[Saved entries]
=====
// tests/run_lifecycle_tests.rs

use std::time::Duration;
use tokio::time::{sleep, timeout};

use agentsim_core::eventbus::SimEvent;
use agentsim_core::models::{Platform, PostDraft};
use agentsim_core::services::RandomSources;
use agentsim_core::test_utils::helpers::{sample_posts, ScriptedRandom};
use agentsim_core::{Error, Roster, SimulationConfig, SimulationRun, SimulationService};

fn always_spawn() -> RandomSources {
    RandomSources {
        engagement: Box::new(ScriptedRandom::new(vec![0.0])),
        conversations: Box::new(ScriptedRandom::new(vec![0.9, 0.0, 0.0, 0.0, 0.0])),
    }
}

#[tokio::test(start_paused = true)]
async fn test_stop_cancels_in_flight_replies() -> Result<(), Error> {
    let posts = sample_posts(1, Platform::Instagram);
    let run = SimulationRun::start_with_sources(
        posts,
        &SimulationConfig::default(),
        Roster::default(),
        always_spawn(),
    )?;
    assert_eq!(run.publication_delay(), Duration::from_millis(3500));
    let store = run.store().clone();

    // Gated at 2500 and 5000, first conversation at 7500, its reply due at 10000.
    sleep(Duration::from_millis(8000)).await;
    let before = run.snapshot().await;
    assert_eq!(before.threads.len(), 1);
    assert!(before.threads[0].is_typing);

    let frozen = run.stop().await;
    assert_eq!(frozen, before);

    sleep(Duration::from_secs(10)).await;
    let after = store.snapshot().await;
    assert_eq!(after, frozen);
    assert_eq!(after.stats.dms_replied, 0);
    assert!(after.threads[0].is_typing);
    Ok(())
}

#[tokio::test(start_paused = true)]
async fn test_service_restart_starts_from_scratch() -> Result<(), Error> {
    let service = SimulationService::new(SimulationConfig::default(), Roster::default())?;
    assert!(!service.is_running().await);
    assert!(matches!(service.snapshot().await, Err(Error::NotFound(_))));

    let (first_id, _) = service.start_run(sample_posts(2, Platform::Instagram), Some(5)).await?;
    sleep(Duration::from_millis(3001)).await;
    let snap = service.snapshot().await?;
    assert_eq!(snap.stats.posts_published, 1);
    assert!(!snap.logs.is_empty());

    let (second_id, _) = service.start_run(sample_posts(1, Platform::Tiktok), Some(6)).await?;
    assert_ne!(first_id, second_id);
    let snap = service.snapshot().await?;
    assert_eq!(snap.stats.posts_published, 0);
    assert!(snap.logs.is_empty());
    assert!(snap.threads.is_empty());
    assert_eq!(snap.engagement.len(), 1);
    assert_eq!(snap.active_platform, Platform::Tiktok);

    assert!(service.set_active_platform(Platform::Tiktok).await?);
    assert!(!service.set_active_platform(Platform::Instagram).await?);

    let last = service.reset().await;
    assert!(last.is_some());
    assert!(!service.is_running().await);
    assert!(matches!(service.snapshot().await, Err(Error::NotFound(_))));
    assert!(service.reset().await.is_none());
    Ok(())
}

#[tokio::test(start_paused = true)]
async fn test_feed_filters_by_platform() -> Result<(), Error> {
    let posts = vec![
        PostDraft::new(1, Platform::Instagram, "Latte art"),
        PostDraft::new(2, Platform::Instagram, "New menu"),
        PostDraft::new(3, Platform::Tiktok, "Barista day"),
    ];
    let run = tokio_test::assert_ok!(SimulationRun::start(
        posts,
        &SimulationConfig::default(),
        Roster::default(),
        Some(9)
    ));

    let instagram = run.feed(Platform::Instagram).await;
    let ids: Vec<u64> = instagram.iter().map(|(p, _)| p.id).collect();
    assert_eq!(ids, vec![1, 2]);

    let tiktok = run.feed(Platform::Tiktok).await;
    assert_eq!(tiktok.len(), 1);
    assert_eq!(tiktok[0].0.topic, "Barista day");
    assert!(run.feed(Platform::Threads).await.is_empty());

    run.stop().await;
    Ok(())
}

#[tokio::test(start_paused = true)]
async fn test_event_bus_streams_store_changes() -> Result<(), Error> {
    let posts = sample_posts(1, Platform::Instagram);
    let run = SimulationRun::start_with_sources(
        posts,
        &SimulationConfig::default(),
        Roster::default(),
        always_spawn(),
    )?;
    let mut rx = run.event_bus().subscribe(None).await;

    sleep(Duration::from_millis(1001)).await;
    let mut events = Vec::new();
    while let Ok(event) = rx.try_recv() {
        events.push(event);
    }
    assert!(events.iter().any(|e| matches!(
        e,
        SimEvent::LogAppended(entry) if entry.message.starts_with("Preparing content for Instagram")
    )));
    assert!(events
        .iter()
        .any(|e| matches!(e, SimEvent::StatusChanged(status) if status.starts_with("[Instagram]"))));

    run.stop().await;
    let mut stopped = false;
    while let Ok(event) = rx.try_recv() {
        if matches!(event, SimEvent::RunStopped) {
            stopped = true;
        }
    }
    assert!(stopped);
    Ok(())
}

#[tokio::test(start_paused = true)]
async fn test_undrained_subscriber_does_not_stall_the_run() -> Result<(), Error> {
    let posts = sample_posts(2, Platform::Instagram);
    let run = SimulationRun::start(posts, &SimulationConfig::default(), Roster::default(), Some(21))?;
    let _idle = run.event_bus().subscribe(Some(4)).await;

    sleep(Duration::from_secs(20)).await;
    let snap = run.snapshot().await;
    assert_eq!(snap.stats.posts_published, 2);
    assert!(snap.logs.len() >= 7);

    let stopped = timeout(Duration::from_secs(60), run.stop()).await;
    assert!(stopped.is_ok(), "stop must not wait on a full subscriber");
    Ok(())
}

#[tokio::test(start_paused = true)]
async fn test_dropping_a_run_cancels_its_tasks() -> Result<(), Error> {
    let posts = sample_posts(2, Platform::Instagram);
    let run = SimulationRun::start_with_sources(
        posts,
        &SimulationConfig::default(),
        Roster::default(),
        RandomSources {
            engagement: Box::new(ScriptedRandom::new(vec![0.9, 0.0, 0.0, 0.0, 0.0])),
            conversations: Box::new(ScriptedRandom::new(vec![0.9, 0.0, 0.0, 0.0, 0.0])),
        },
    )?;
    let store = run.store().clone();

    sleep(Duration::from_millis(2000)).await;
    drop(run);
    let at_drop = store.snapshot().await;
    assert_eq!(at_drop.logs.len(), 2);

    sleep(Duration::from_secs(60)).await;
    assert_eq!(store.snapshot().await, at_drop);
    Ok(())
}

#[tokio::test]
async fn test_duplicate_post_ids_are_rejected() {
    let posts = vec![
        PostDraft::new(1, Platform::Instagram, "One"),
        PostDraft::new(1, Platform::Threads, "Also one"),
    ];
    let result = SimulationRun::start(posts, &SimulationConfig::default(), Roster::default(), None);
    assert!(matches!(result, Err(Error::DuplicatePost(1))));
}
=====
**EXERCISE INSTRUCTIONS:** The answer should consist of all the lines above, retyped exactly.

**COMPLETED EXERCISE:**
// tests/run_lifecycle_tests.rs

use std::time::Duration;
use tokio::time::{sleep, timeout};

use agentsim_core::eventbus::SimEvent;
use agentsim_core::models::{Platform, PostDraft};
use agentsim_core::services::RandomSources;
use agentsim_core::test_utils::helpers::{sample_posts, ScriptedRandom};
use agentsim_core::{Error, Roster, SimulationConfig, SimulationRun, SimulationService};

fn always_spawn() -> RandomSources {
    RandomSources {
        engagement: Box::new(ScriptedRandom::new(vec![0.0])),
        conversations: Box::new(ScriptedRandom::new(vec![0.9, 0.0, 0.0, 0.0, 0.0])),
    }
}

#[tokio::test(start_paused = true)]
async fn test_stop_cancels_in_flight_replies() -> Result<(), Error> {
    let posts = sample_posts(1, Platform::Instagram);
    let run = SimulationRun::start_with_sources(
        posts,
        &SimulationConfig::default(),
        Roster::default(),
        always_spawn(),
    )?;
    assert_eq!(run.publication_delay(), Duration::from_millis(3500));
    let store = run.store().clone();

    // Gated at 2500 and 5000, first conversation at 7500, its reply due at 10000.
    sleep(Duration::from_millis(8000)).await;
    let before = run.snapshot().await;
    assert_eq!(before.threads.len(), 1);
    assert!(before.threads[0].is_typing);

    let frozen = run.stop().await;
    assert_eq!(frozen, before);

    sleep(Duration::from_secs(10)).await;
    let after = store.snapshot().await;
    assert_eq!(after, frozen);
    assert_eq!(after.stats.dms_replied, 0);
    assert!(after.threads[0].is_typing);
    Ok(())
}

#[tokio::test(start_paused = true)]
async fn test_service_restart_starts_from_scratch() -> Result<(), Error> {
    let service = SimulationService::new(SimulationConfig::default(), Roster::default())?;
    assert!(!service.is_running().await);
    assert!(matches!(service.snapshot().await, Err(Error::NotFound(_))));

    let (first_id, _) = service.start_run(sample_posts(2, Platform::Instagram), Some(5)).await?;
    sleep(Duration::from_millis(3001)).await;
    let snap = service.snapshot().await?;
    assert_eq!(snap.stats.posts_published, 1);
    assert!(!snap.logs.is_empty());

    let (second_id, _) = service.start_run(sample_posts(1, Platform::Tiktok), Some(6)).await?;
    assert_ne!(first_id, second_id);
    let snap = service.snapshot().await?;
    assert_eq!(snap.stats.posts_published, 0);
    assert!(snap.logs.is_empty());
    assert!(snap.threads.is_empty());
    assert_eq!(snap.engagement.len(), 1);
    assert_eq!(snap.active_platform, Platform::Tiktok);

    assert!(service.set_active_platform(Platform::Tiktok).await?);
    assert!(!service.set_active_platform(Platform::Instagram).await?);

    let last = service.reset().await;
    assert!(last.is_some());
    assert!(!service.is_running().await);
    assert!(matches!(service.snapshot().await, Err(Error::NotFound(_))));
    assert!(service.reset().await.is_none());
    Ok(())
}

#[tokio::test(start_paused = true)]
async fn test_feed_filters_by_platform() -> Result<(), Error> {
    let posts = vec![
        PostDraft::new(1, Platform::Instagram, "Latte art"),
        PostDraft::new(2, Platform::Instagram, "New menu"),
        PostDraft::new(3, Platform::Tiktok, "Barista day"),
    ];
    let run = tokio_test::assert_ok!(SimulationRun::start(
        posts,
        &SimulationConfig::default(),
        Roster::default(),
        Some(9)
    ));

    let instagram = run.feed(Platform::Instagram).await;
    let ids: Vec<u64> = instagram.iter().map(|(p, _)| p.id).collect();
    assert_eq!(ids, vec![1, 2]);

    let tiktok = run.feed(Platform::Tiktok).await;
    assert_eq!(tiktok.len(), 1);
    assert_eq!(tiktok[0].0.topic, "Barista day");
    assert!(run.feed(Platform::Threads).await.is_empty());

    run.stop().await;
    Ok(())
}

#[tokio::test(start_paused = true)]
async fn test_event_bus_streams_store_changes() -> Result<(), Error> {
    let posts = sample_posts(1, Platform::Instagram);
    let run = SimulationRun::start_with_sources(
        posts,
        &SimulationConfig::default(),
        Roster::default(),
        always_spawn(),
    )?;
    let mut rx = run.event_bus().subscribe(None).await;

    sleep(Duration::from_millis(1001)).await;
    let mut events = Vec::new();
    while let Ok(event) = rx.try_recv() {
        events.push(event);
    }
    assert!(events.iter().any(|e| matches!(
        e,
        SimEvent::LogAppended(entry) if entry.message.starts_with("Preparing content for Instagram")
    )));
    assert!(events
        .iter()
        .any(|e| matches!(e, SimEvent::StatusChanged(status) if status.starts_with("[Instagram]"))));

    run.stop().await;
    let mut stopped = false;
    while let Ok(event) = rx.try_recv() {
        if matches!(event, SimEvent::RunStopped) {
            stopped = true;
        }
    }
    assert!(stopped);
    Ok(())
}

#[tokio::test(start_paused = true)]
async fn test_undrained_subscriber_does_not_stall_the_run() -> Result<(), Error> {
    let posts = sample_posts(2, Platform::Instagram);
    let run = SimulationRun::start(posts, &SimulationConfig::default(), Roster::default(), Some(21))?;
    let _idle = run.event_bus().subscribe(Some(4)).await;

    sleep(Duration::from_secs(20)).await;
    let snap = run.snapshot().await;
    assert_eq!(snap.stats.posts_published, 2);
    assert!(snap.logs.len() >= 7);

    let stopped = timeout(Duration::from_secs(60), run.stop()).await;
    assert!(stopped.is_ok(), "stop must not wait on a full subscriber");
    Ok(())
}

#[tokio::test(start_paused = true)]
async fn test_dropping_a_run_cancels_its_tasks() -> Result<(), Error> {
    let posts = sample_posts(2, Platform::Instagram);
    let run = SimulationRun::start_with_sources(
        posts,
        &SimulationConfig::default(),
        Roster::default(),
        RandomSources {
            engagement: Box::new(ScriptedRandom::new(vec![0.9, 0.0, 0.0, 0.0, 0.0])),
            conversations: Box::new(ScriptedRandom::new(vec![0.9, 0.0, 0.0, 0.0, 0.0])),
        },
    )?;
    let store = run.store().clone();

    sleep(Duration::from_millis(2000)).await;
    drop(run);
    let at_drop = store.snapshot().await;
    assert_eq!(at_drop.logs.len(), 2);

    sleep(Duration::from_secs(60)).await;
    assert_eq!(store.snapshot().await, at_drop);
    Ok(())
}

#[tokio::test]
async fn test_duplicate_post_ids_are_rejected() {
    let posts = vec![
        PostDraft::new(1, Platform::Instagram, "One"),
        PostDraft::new(1, Platform::Threads, "Also one"),
    ];
    let result = SimulationRun::start(posts, &SimulationConfig::default(), Roster::default(), None);
    assert!(matches!(result, Err(Error::DuplicatePost(1))));
}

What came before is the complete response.